Last week was a bit of rough week for me. I had kind of a melt down, smack dab in the kitchen before breakfast. I told my son how I’ve been feeling kinda lost, like I’m losing him. It’s been hard because I feel like everything is changing.
I won’t ever forget the first moment I laid eyes on JJ. He was born with jet black hair, cone shaped head that I instantly fell in love with. We spent five years together, just he and I against the world. And lately I’ve been missing those times.
“Why are you so upset?” JJ asked me.
“Because I feel like I’m losing you.” And I do. He’s not a little boy anymore. He’s a young man, growing up.
“You have to let me go sometime, mom.”
OH I know I do. That’s the hard part, knowing it’s coming. I miss him being little. I miss the “I love you mommy.” I miss the hugging and the cuddling. I miss so much that it has become so overwhelming at times. I just love him so much. And I guess it makes me a little sad inside.

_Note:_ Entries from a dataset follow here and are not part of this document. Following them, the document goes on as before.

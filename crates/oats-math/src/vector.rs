//! Dimension-generic vector helpers over `glam` types.

use std::ops::{Add, AddAssign, Div, Mul, Sub, SubAssign};

use glam::{Vec2, Vec3};

/// The arithmetic the integrators need, implemented for [`Vec2`] and
/// [`Vec3`].
pub trait Vector:
    Copy
    + Add<Output = Self>
    + Sub<Output = Self>
    + Mul<f32, Output = Self>
    + Div<f32, Output = Self>
    + AddAssign
    + SubAssign
{
    /// The zero vector.
    const ZERO: Self;

    /// Dot product.
    fn dot(self, rhs: Self) -> f32;

    /// Squared Euclidean length.
    fn length_squared(self) -> f32 {
        self.dot(self)
    }

    /// Euclidean length.
    fn length(self) -> f32 {
        self.length_squared().sqrt()
    }
}

impl Vector for Vec2 {
    const ZERO: Self = Vec2::ZERO;

    fn dot(self, rhs: Self) -> f32 {
        Vec2::dot(self, rhs)
    }
}

impl Vector for Vec3 {
    const ZERO: Self = Vec3::ZERO;

    fn dot(self, rhs: Self) -> f32 {
        Vec3::dot(self, rhs)
    }
}

/// `v` scaled to unit length, or zero if `v` has zero length.
pub fn normalize_safe<V: Vector>(v: V) -> V {
    let sq = v.length_squared();
    if sq > 0.0 {
        v / sq.sqrt()
    } else {
        V::ZERO
    }
}

/// Squared distance between two points.
pub fn distance_sq<V: Vector>(a: V, b: V) -> f32 {
    (a - b).length_squared()
}

/// Distance between two points.
pub fn distance<V: Vector>(a: V, b: V) -> f32 {
    distance_sq(a, b).sqrt()
}

/// Component-wise linear interpolation, `(1 - t) * a + t * b`.
pub fn lerp_vec<V: Vector>(a: V, b: V, t: f32) -> V {
    a * (1.0 - t) + b * t
}

#[cfg(test)]
mod tests {
    use super::*;

    #[test]
    fn normalize_safe_of_zero_is_zero() {
        assert_eq!(normalize_safe(Vec2::ZERO), Vec2::ZERO);
        assert_eq!(normalize_safe(Vec3::ZERO), Vec3::ZERO);
    }

    #[test]
    fn normalize_safe_yields_unit_length() {
        let n = normalize_safe(Vec3::new(3.0, 0.0, 4.0));
        assert!((n.length() - 1.0).abs() < 1e-6);
        assert!((n.x - 0.6).abs() < 1e-6);
        assert!((n.z - 0.8).abs() < 1e-6);
    }

    #[test]
    fn distance_is_symmetric() {
        let a = Vec2::new(1.0, 1.0);
        let b = Vec2::new(4.0, 5.0);
        assert_eq!(distance(a, b), 5.0);
        assert_eq!(distance(b, a), 5.0);
        assert_eq!(distance_sq(a, b), 25.0);
    }

    #[test]
    fn lerp_vec_endpoints() {
        let a = Vec2::new(0.0, 10.0);
        let b = Vec2::new(10.0, 0.0);
        assert_eq!(lerp_vec(a, b, 0.0), a);
        assert_eq!(lerp_vec(a, b, 1.0), b);
        assert_eq!(lerp_vec(a, b, 0.5), Vec2::new(5.0, 5.0));
    }

    #[test]
    fn trait_length_matches_glam() {
        let v = Vec3::new(1.0, 2.0, 2.0);
        assert_eq!(Vector::length(v), 3.0);
        assert_eq!(Vector::length_squared(v), v.length_squared());
    }
}
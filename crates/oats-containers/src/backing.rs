//! Storage capability shared by the ring buffer's backing stores.

use crate::error::ContainerError;

/// Raw slot storage a [`RingBuffer`](crate::RingBuffer) can be layered over.
///
/// A backing store exposes every slot it owns, occupied or not. The ring
/// buffer does its own occupancy bookkeeping and only ever addresses slots
/// in `[0, capacity)`, so the store does not need to know which slots hold
/// live values.
///
/// Implemented by [`FixedArray`](crate::FixedArray) (inline, compile-time
/// capacity) and [`DynamicArray`](crate::DynamicArray) (heap, capacity
/// chosen at construction).
pub trait Backing: Sized {
    /// Element type stored in each slot.
    type Item;

    /// Build a store with exactly `capacity` slots, each holding a
    /// placeholder value.
    fn with_capacity(capacity: usize) -> Result<Self, ContainerError>;

    /// Every slot, in absolute order. `storage().len() == capacity()`.
    fn storage(&self) -> &[Self::Item];

    /// Mutable view of every slot.
    fn storage_mut(&mut self) -> &mut [Self::Item];

    /// Number of slots.
    fn capacity(&self) -> usize {
        self.storage().len()
    }
}
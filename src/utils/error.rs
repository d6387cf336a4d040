use thiserror::Error;

#[derive(Error, Debug)]
pub enum DiffError {
    #[error("Invalid timestamp: {field} = {value} ({reason})")]
    InvalidTimestamp {
        field: String,
        value: String,
        reason: String,
    },

    #[error("Cannot parse timestamp '{input}': {reason}")]
    ParseError { input: String, reason: String },

    #[error("IO error: {0}")]
    IoError(#[from] std::io::Error),

    #[error("Serialization error: {0}")]
    SerializationError(#[from] serde_json::Error),

    #[error("Configuration error in {field}: {message}")]
    ConfigValidationError { field: String, message: String },

    #[error("Invalid configuration value for {field}: '{value}' ({reason})")]
    InvalidConfigValueError {
        field: String,
        value: String,
        reason: String,
    },
}

#[derive(Debug, Clone, Copy, PartialEq, Eq)]
pub enum ErrorCategory {
    Input,
    Configuration,
    System,
}

#[derive(Debug, Clone, Copy, PartialEq, Eq, PartialOrd, Ord)]
pub enum ErrorSeverity {
    Low,
    Medium,
    High,
    Critical,
}

impl DiffError {
    pub fn invalid_field(field: &str, value: impl ToString, reason: impl Into<String>) -> Self {
        DiffError::InvalidTimestamp {
            field: field.to_string(),
            value: value.to_string(),
            reason: reason.into(),
        }
    }

    pub fn category(&self) -> ErrorCategory {
        match self {
            DiffError::InvalidTimestamp { .. } | DiffError::ParseError { .. } => {
                ErrorCategory::Input
            }
            DiffError::ConfigValidationError { .. } | DiffError::InvalidConfigValueError { .. } => {
                ErrorCategory::Configuration
            }
            DiffError::IoError(_) | DiffError::SerializationError(_) => ErrorCategory::System,
        }
    }

    pub fn severity(&self) -> ErrorSeverity {
        match self.category() {
            ErrorCategory::Input => ErrorSeverity::High,
            ErrorCategory::Configuration => ErrorSeverity::High,
            ErrorCategory::System => ErrorSeverity::Critical,
        }
    }

    pub fn recovery_suggestion(&self) -> &'static str {
        match self {
            DiffError::InvalidTimestamp { .. } => {
                "Check that the month is 1-12 and the day exists in that month"
            }
            DiffError::ParseError { .. } => {
                "Use YYYY-MM-DD, YYYY-MM-DDTHH:MM:SS or YYYY-MM-DDTHH:MM:SS.fff"
            }
            DiffError::IoError(_) => "Make sure the file exists and is readable",
            DiffError::SerializationError(_) => "Retry without --json",
            DiffError::ConfigValidationError { .. } | DiffError::InvalidConfigValueError { .. } => {
                "Fix the configuration file and run again"
            }
        }
    }

    pub fn user_friendly_message(&self) -> String {
        match self {
            DiffError::InvalidTimestamp { field, value, .. } => {
                format!("'{}' is not a valid {}", value, field)
            }
            DiffError::ParseError { input, .. } => {
                format!("Could not read '{}' as a date", input)
            }
            DiffError::IoError(e) => format!("File access failed: {}", e),
            DiffError::SerializationError(e) => format!("Could not produce JSON output: {}", e),
            DiffError::ConfigValidationError { field, message } => {
                format!("Configuration problem in {}: {}", field, message)
            }
            DiffError::InvalidConfigValueError { field, reason, .. } => {
                format!("Configuration value {} is invalid: {}", field, reason)
            }
        }
    }

    /// Process exit code for the CLI.
    pub fn exit_code(&self) -> i32 {
        match self.severity() {
            ErrorSeverity::Low => 0,
            ErrorSeverity::Medium => 2,
            ErrorSeverity::High => 1,
            ErrorSeverity::Critical => 3,
        }
    }
}

pub type Result<T> = std::result::Result<T, DiffError>;
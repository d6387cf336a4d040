use anyhow::Result;
use calendar_diff::{diff, CalendarDifference, Timestamp};

/// 1967-09-10 到 1973-08-07：日借位使用七月 (31 天)
#[test]
fn test_years_months_days_with_day_borrow() -> Result<()> {
    let lo = Timestamp::parse("1967-09-10")?;
    let hi = Timestamp::parse("1973-08-07")?;

    let d = diff(lo, hi);
    assert_eq!(d, CalendarDifference::from_date(5, 10, 28));
    assert!(!d.has_time());
    assert_eq!(d.to_string(), "5 years, 10 months, 28 days");

    // Independent check: 1973-07-10 to 1973-08-07 is 21 + 7 days.
    let anchor = Timestamp::from_ymd(1973, 7, 10)?;
    let remaining = hi.as_naive().date() - anchor.as_naive().date();
    assert_eq!(remaining.num_days(), i64::from(d.days()));
    Ok(())
}

#[test]
fn test_years_months_days_without_borrow() -> Result<()> {
    let d = diff(Timestamp::parse("1967-09-10")?, Timestamp::parse("1989-08-21")?);
    assert_eq!(d, CalendarDifference::from_date(21, 11, 11));
    assert_eq!(d.format(true), "21 years, 11 months, 11 days");
    Ok(())
}

#[test]
fn test_one_millisecond_short_of_a_day() -> Result<()> {
    let this_date = Timestamp::new(2016, 1, 2, 10, 0, 0, 11)?;
    let other_date = Timestamp::new(2016, 1, 3, 10, 0, 0, 10)?;

    let d = this_date.date_diff(&other_date);
    assert_eq!(d, CalendarDifference::new(0, 0, 0, 23, 59, 59, 999));
    assert_eq!(d.format(false), "23:59:59:999");
    assert_eq!(
        d.format(true),
        "23 hours, 59 minutes, 59 seconds, 999 milliseconds"
    );
    Ok(())
}

#[test]
fn test_same_timestamp_is_no_difference() -> Result<()> {
    let t = Timestamp::parse("1967-09-10T12:00:00")?;
    let d = diff(t, t);
    assert!(d.is_zero());
    assert_eq!(d.format(false), "no difference");
    assert_eq!(d.format(true), "no difference");
    Ok(())
}

#[test]
fn test_end_of_month_leap_rules() -> Result<()> {
    assert_eq!(Timestamp::from_ymd(2020, 2, 1)?.end_of_month().day(), 29);
    assert_eq!(Timestamp::from_ymd(2019, 2, 1)?.end_of_month().day(), 28);
    assert_eq!(Timestamp::from_ymd(1900, 2, 1)?.end_of_month().day(), 28);
    assert_eq!(Timestamp::from_ymd(2000, 2, 1)?.end_of_month().day(), 29);
    assert_eq!(Timestamp::from_ymd(2021, 4, 15)?.end_of_month().day(), 30);
    Ok(())
}

#[test]
fn test_date_and_time_rendering() -> Result<()> {
    let lo = Timestamp::parse("2000-01-01T00:00:00")?;
    let hi = Timestamp::parse("2001-03-02T04:05:06.007")?;
    let d = diff(lo, hi);

    assert_eq!(d, CalendarDifference::new(1, 2, 1, 4, 5, 6, 7));
    assert_eq!(format!("{}", d), "1 year, 2 months, 1 day 04:05:06:007");
    assert_eq!(
        format!("{:#}", d),
        "1 year, 2 months, 1 day, 4 hours, 5 minutes, 6 seconds, 7 milliseconds"
    );
    Ok(())
}

#[test]
fn test_json_report() -> Result<()> {
    let from = Timestamp::parse("2016-01-02T10:00:00.011")?;
    let to = Timestamp::parse("2016-01-03T10:00:00.010")?;
    let difference = diff(from, to);
    let report = calendar_diff::DiffReport {
        from,
        to,
        difference,
        text: difference.to_string(),
    };

    let json = serde_json::to_value(&report)?;
    assert_eq!(json["from"], "2016-01-02T10:00:00.011");
    assert_eq!(json["difference"]["hours"], 23);
    assert_eq!(json["difference"]["milliseconds"], 999);
    assert_eq!(json["text"], "23:59:59:999");
    Ok(())
}
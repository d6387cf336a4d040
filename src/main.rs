use calendar_diff::utils::{logger, validation::Validate};
use calendar_diff::{diff, CliConfig, DiffReport, Result, TomlConfig};
use clap::Parser;

fn main() {
    let config = CliConfig::parse();

    // 初始化日誌
    if config.log_json {
        logger::init_json_logger();
    } else {
        logger::init_cli_logger(config.verbose);
    }

    tracing::info!("Starting calendar-diff");
    if config.verbose {
        tracing::debug!("CLI config: {:?}", config);
    }

    if let Err(e) = run(&config) {
        tracing::error!(
            "❌ calendar-diff failed: {} (Category: {:?}, Severity: {:?})",
            e,
            e.category(),
            e.severity()
        );
        tracing::error!("💡 Recovery suggestion: {}", e.recovery_suggestion());

        eprintln!("❌ {}", e.user_friendly_message());
        eprintln!("💡 {}", e.recovery_suggestion());
        std::process::exit(e.exit_code());
    }
}

fn run(config: &CliConfig) -> Result<()> {
    config.validate()?;

    let file_config = match &config.config {
        Some(path) => {
            tracing::info!("📁 Loading preferences from: {}", path);
            let file_config = TomlConfig::from_file(path)?;
            file_config.validate()?;
            Some(file_config)
        }
        None => None,
    };

    let (from, to) = config.timestamps()?;
    if config.to.is_none() {
        tracing::debug!("No second timestamp given, using now: {}", to);
    }

    let difference = diff(from, to);
    let options = config.format_options(file_config.as_ref());
    let text = difference.format_with(&options);
    tracing::debug!("{} .. {} => {:?}", from, to, difference);

    if config.json_output(file_config.as_ref()) {
        let report = DiffReport {
            from,
            to,
            difference,
            text,
        };
        println!("{}", serde_json::to_string_pretty(&report)?);
    } else {
        println!("{}", text);
    }

    Ok(())
}
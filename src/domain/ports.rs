/// Calendar-field accessors the difference calculator reads from.
///
/// Implementors must return already-validated Gregorian fields: month in
/// 1-12, day within the month, hour 0-23, minute and second 0-59 and
/// millisecond 0-999.
pub trait CalendarFields {
    fn year(&self) -> i32;
    fn month(&self) -> u32;
    fn day(&self) -> u32;
    fn hour(&self) -> u32;
    fn minute(&self) -> u32;
    fn second(&self) -> u32;
    fn millisecond(&self) -> u32;
}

JJ pulled me into his man arms to hug me while I cried. He whispered in my ear … “I’m not your tissue,” to bring a smile to face. It’s something he used to say when he was only three years old. Now here he was — saying it at thirteen. Standing five feet six inches, built and strong, healthy and happy. Not a baby anymore but still my baby.
“I love you,” I told him. And I do. More than words can say. My heart weeps and bleeds and is proud of everything he is and everything he’s becoming as I watch him grow. He will always be my baby.